Can anybody explain how foldr works?
Take these examples:
Prelude> foldr (-) 54 [10,11]
53
Prelude> foldr (\x y -> (x+y)/2) 54 [12,4,10,6]
12.0
I am confused about these executions, any suggestions?
views:
399answers:
6
+7
A:
Think about foldr's very definition:
-- if the list is empty, the result is the initial value z
foldr f z [] = z
-- if not, apply f to the first element and the result of folding the rest
foldr f z (x:xs) = f x (foldr f z xs)
So for example foldr (-) 54 [10,11] must equal (-) 10 (foldr (-) 54 [11]), i.e. expanding again, equal (-) 10 ((-) 11 54). So the inner operation is 11 - 54, that is, -43; and the outer operation is 10 - (-43), that is, 10 + 43, therefore 53 as you observe. Go through similar steps for your second case, and again you'll see how the result forms!
Alex Martelli
2009-11-18 17:46:25
+14
A:
foldr begins at the right-hand end of the list and combines each list entry with the accumulator value using the function you give it. The result is the final value of the accumulator after "folding" in all the list elements. Its type is:
foldr :: (a -> b -> b) -> b -> [a] -> b
and from this you can see that the list element (of type a) is the first argument to the given function, and the accumulator (of type b) is the second.
For your first example:
Starting accumulator = 54
11 - 54 = -43
10 - (-43) = 53
^ Result from the previous line
^ Next list item
So the answer you got was 53.
The second example:
Starting accumulator = 54
(6 + 54) / 2 = 30
(10 + 30) / 2 = 20
(4 + 20) / 2 = 12
(12 + 12) / 2 = 12
So the result is 12.
Edit: I meant to add, that's for finite lists. foldr can also work on infinite lists but it's best to get your head around the finite case first, I think.
Nefrubyr
2009-11-18 17:47:55
Are you sure foldr can work on infinite lists? By my understanding the brackets mean it has to evaluate the last element first.
Jeff Foster
2009-11-18 17:59:16
You can implement 'map', for example, using foldr, and that will work even on infinite lists. This works because (:) is non-strict in its second argument, or in English, because the tail of the result list can remain unevaluated as you walk along it. There are plenty of web pages around that explain this better than I can, but as I said, it takes some effort to get your head around it. Reconciling how foldr *behaves* and how it's *defined* is not trivial.
Nefrubyr
2009-11-18 18:09:15
+1
A:
I've always thought http://foldr.com to be a fun illustration. See the Lambda the Ultimate post.
Steven Huwig
2009-11-18 20:12:45
+5
A:
The easiest way to understand foldr is to rewrite the list you're folding over without the sugar.

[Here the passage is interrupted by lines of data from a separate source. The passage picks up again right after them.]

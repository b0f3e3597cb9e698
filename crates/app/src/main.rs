use std::fmt;
use std::sync::Arc;

use dioxus::LaunchBuilder;
use dioxus::desktop::{Config as DesktopConfig, WindowBuilder};
use services::{Celebration, SurveyStore};
use storage::repository::Storage;
use tracing_subscriber::EnvFilter;
use ui::{App, ConfettiCelebration, UiApp, build_app_context};

const DEFAULT_DB_URL: &str = "sqlite://survey.sqlite3";
const DB_URL_ENV: &str = "SURVEY_DB_URL";

#[derive(Debug)]
enum ArgsError {
    MissingValue { flag: &'static str },
    UnknownArg(String),
    InvalidDbUrl { raw: String },
}

impl fmt::Display for ArgsError {
    fn fmt(&self, f: &mut fmt::Formatter<'_>) -> fmt::Result {
        match self {
            ArgsError::MissingValue { flag } => write!(f, "{flag} requires a value"),
            ArgsError::UnknownArg(arg) => write!(f, "unknown argument: {arg}"),
            ArgsError::InvalidDbUrl { raw } => write!(f, "invalid --db value: {raw}"),
        }
    }
}

impl std::error::Error for ArgsError {}

fn require_value(
    args: &mut impl Iterator<Item = String>,
    flag: &'static str,
) -> Result<String, ArgsError> {
    args.next().ok_or(ArgsError::MissingValue { flag })
}

struct DesktopApp {
    survey_store: Arc<dyn SurveyStore>,
    celebration: Arc<dyn Celebration>,
}

impl UiApp for DesktopApp {
    fn survey_store(&self) -> Arc<dyn SurveyStore> {
        Arc::clone(&self.survey_store)
    }

    fn celebration(&self) -> Arc<dyn Celebration> {
        Arc::clone(&self.celebration)
    }
}

#[derive(Debug, PartialEq, Eq)]
enum Parsed {
    Run(Args),
    Help,
}

#[derive(Debug, PartialEq, Eq)]
struct Args {
    db_url: String,
}

fn print_usage() {
    eprintln!("Usage:");
    eprintln!("  cargo run -p app -- [--db <sqlite_url>]");
    eprintln!();
    eprintln!("Defaults:");
    eprintln!("  --db {DEFAULT_DB_URL}");
    eprintln!();
    eprintln!("Environment:");
    eprintln!("  {DB_URL_ENV}, RUST_LOG");
}

impl Args {
    fn parse(
        args: &mut impl Iterator<Item = String>,
        env_db_url: Option<String>,
    ) -> Result<Parsed, ArgsError> {
        let mut db_url = env_db_url
            .filter(|value| !value.trim().is_empty())
            .map_or_else(|| DEFAULT_DB_URL.into(), normalize_sqlite_url);

        while let Some(arg) = args.next() {
            match arg.as_str() {
                "--db" => {
                    let value = require_value(args, "--db")?;
                    if value.trim().is_empty() {
                        return Err(ArgsError::InvalidDbUrl { raw: value });
                    }
                    db_url = normalize_sqlite_url(value);
                }
                "--help" | "-h" => return Ok(Parsed::Help),
                _ => return Err(ArgsError::UnknownArg(arg)),
            }
        }

        Ok(Parsed::Run(Self { db_url }))
    }
}

fn normalize_sqlite_url(raw: String) -> String {
    if raw == "sqlite::memory:" || raw.starts_with("sqlite://") {
        return raw;
    }

    let trimmed = raw.trim().to_string();
    let path_str = trimmed
        .strip_prefix("sqlite:")
        .unwrap_or(trimmed.as_str())
        .to_string();
    let path = std::path::Path::new(&path_str);
    let absolute = if path.is_absolute() {
        path.to_path_buf()
    } else {
        std::env::current_dir()
            .unwrap_or_else(|_| std::path::PathBuf::from("."))
            .join(path)
    };
    format!("sqlite://{}", absolute.display())
}

fn prepare_sqlite_file(db_url: &str) -> Result<(), Box<dyn std::error::Error>> {
    if db_url == "sqlite::memory:" {
        return Ok(());
    }

    let path = db_url
        .strip_prefix("sqlite://")
        .ok_or_else(|| ArgsError::InvalidDbUrl {
            raw: db_url.to_string(),
        })?;
    let path = path.split('?').next().unwrap_or(path);
    if path.is_empty() {
        return Err(ArgsError::InvalidDbUrl {
            raw: db_url.to_string(),
        }
        .into());
    }

    let path = std::path::Path::new(path);
    if let Some(parent) = path.parent() {
        std::fs::create_dir_all(parent)?;
    }

    if !path.exists() {
        std::fs::OpenOptions::new()
            .create(true)
            .write(true)
            .truncate(false)
            .open(path)?;
    }

    Ok(())
}

fn init_tracing() {
    let filter = EnvFilter::try_from_default_env().unwrap_or_else(|_| EnvFilter::new("info"));
    tracing_subscriber::fmt().with_env_filter(filter).init();
}

async fn run() -> Result<(), Box<dyn std::error::Error>> {
    init_tracing();

    let mut argv = std::env::args().skip(1);
    let parsed = Args::parse(&mut argv, std::env::var(DB_URL_ENV).ok()).map_err(|e| {
        eprintln!("{e}");
        print_usage();
        e
    })?;
    let args = match parsed {
        Parsed::Help => {
            print_usage();
            return Ok(());
        }
        Parsed::Run(args) => args,
    };

    // Open + migrate SQLite at startup. Keep this in the binary glue so core/services stay pure.
    prepare_sqlite_file(&args.db_url)?;
    let storage = Storage::sqlite(&args.db_url).await?;
    tracing::info!(db = %args.db_url, "storage ready");

    let app: Arc<dyn UiApp> = Arc::new(DesktopApp {
        survey_store: Arc::clone(&storage.survey),
        celebration: Arc::new(ConfettiCelebration::default()),
    });
    let context = build_app_context(&app);

    // On macOS, Dioxus/tao can default to an always-on-top window in some dev setups.
    let desktop_cfg = DesktopConfig::new().with_window(
        WindowBuilder::new()
            .with_title("Encuesta")
            .with_always_on_top(false),
    );

    LaunchBuilder::desktop()
        .with_cfg(desktop_cfg)
        .with_context(context)
        .launch(App);
    Ok(())
}

#[tokio::main]
async fn main() {
    if let Err(err) = run().await {
        // At this layer (binary glue), printing once is fine.
        tracing::error!(error = %err, "startup failed");
        eprintln!("{err}");
        std::process::exit(2);
    }
}
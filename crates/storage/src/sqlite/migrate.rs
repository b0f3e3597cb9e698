use chrono::Utc;
use sqlx::SqlitePool;

use super::SqliteInitError;

/// Runs the versioned migrations for the current schema.
///
/// Version 1 creates the `survey_kv` table backing the survey entries.
pub async fn run_migrations(pool: &SqlitePool) -> Result<(), SqliteInitError> {
    async fn is_applied(pool: &SqlitePool, version: i64) -> Result<bool, sqlx::Error> {
        let row = sqlx::query("SELECT 1 FROM schema_migrations WHERE version = ?1")
            .bind(version)
            .fetch_optional(pool)
            .await?;
        Ok(row.is_some())
    }

    sqlx::query(
        r"
            CREATE TABLE IF NOT EXISTS schema_migrations (
                version INTEGER PRIMARY KEY,
                applied_at TEXT NOT NULL
            );
            ",
    )
    .execute(pool)
    .await?;

    // Version 1: key-value table.
    if !is_applied(pool, 1).await? {
        let mut tx = pool.begin().await?;

        sqlx::query(
            r"
                CREATE TABLE IF NOT EXISTS survey_kv (
                    key TEXT PRIMARY KEY,
                    value TEXT NOT NULL,
                    updated_at TEXT NOT NULL
                );
            ",
        )
        .execute(&mut *tx)
        .await?;

        sqlx::query(
            r"
                INSERT INTO schema_migrations (version, applied_at)
                VALUES (?1, ?2)
                ON CONFLICT(version) DO NOTHING
            ",
        )
        .bind(1_i64)
        .bind(Utc::now())
        .execute(&mut *tx)
        .await?;

        tx.commit().await?;
        tracing::info!(version = 1, "applied sqlite migration");
    }

    Ok(())
}
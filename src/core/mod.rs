//! Core game types and entities

pub mod card;
pub mod entity;
pub mod events;
pub mod modifier;
pub mod player;
pub mod targeting;
pub mod types;

pub use card::{Card, CardArt, CardId, CardKind};
pub use entity::{EntityId, EntityStore, GameEntity, IdGenerator};
pub use events::GameEvent;
pub use modifier::{Expiry, Modifier, ModifierEffect, ModifierId};
pub use player::{Player, PlayerId};
pub use targeting::{TargetFilter, TargetRef, TargetSpec};
pub use types::{Affinity, BlueprintId, PlayerName};
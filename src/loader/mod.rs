//! Deck lists and game setup

pub mod deck;
pub mod game_init;

pub use deck::{DeckEntry, DeckList, DeckLoader};
pub use game_init::{init_game, MatchRecord, PlayerSetup};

[1,2,3,4,5] => 1:(2:(3:(4:(5:[]))))
now what foldr f x does is that it replaces each : with f in infix form and [] with x and evaluates the result.
For example:
sum [1,2,3] = foldr (+) 0 [1,2,3]
[1,2,3] === 1:(2:(3:[]))
so sum [1,2,3] === 1+(2+(3+0)) = 6
Tirpen
2009-11-19 13:32:32
+1
A:
An easy way to understand foldr is this: It replaces every list constructor with an application of the function provided. Your first example would translate to:
10 - (11 - 54)
from:
10 : (11 : [])
A good piece of advice that I got from the Haskell wikibook might be of some use here:
As a rule you should use foldr on lists that might be infinite or where the fold is building up a data structure, and foldl' if the list is known to be finite and comes down to a single value. foldl (without the tick) should rarely be used at all.
Rayne
2009-11-19 22:23:30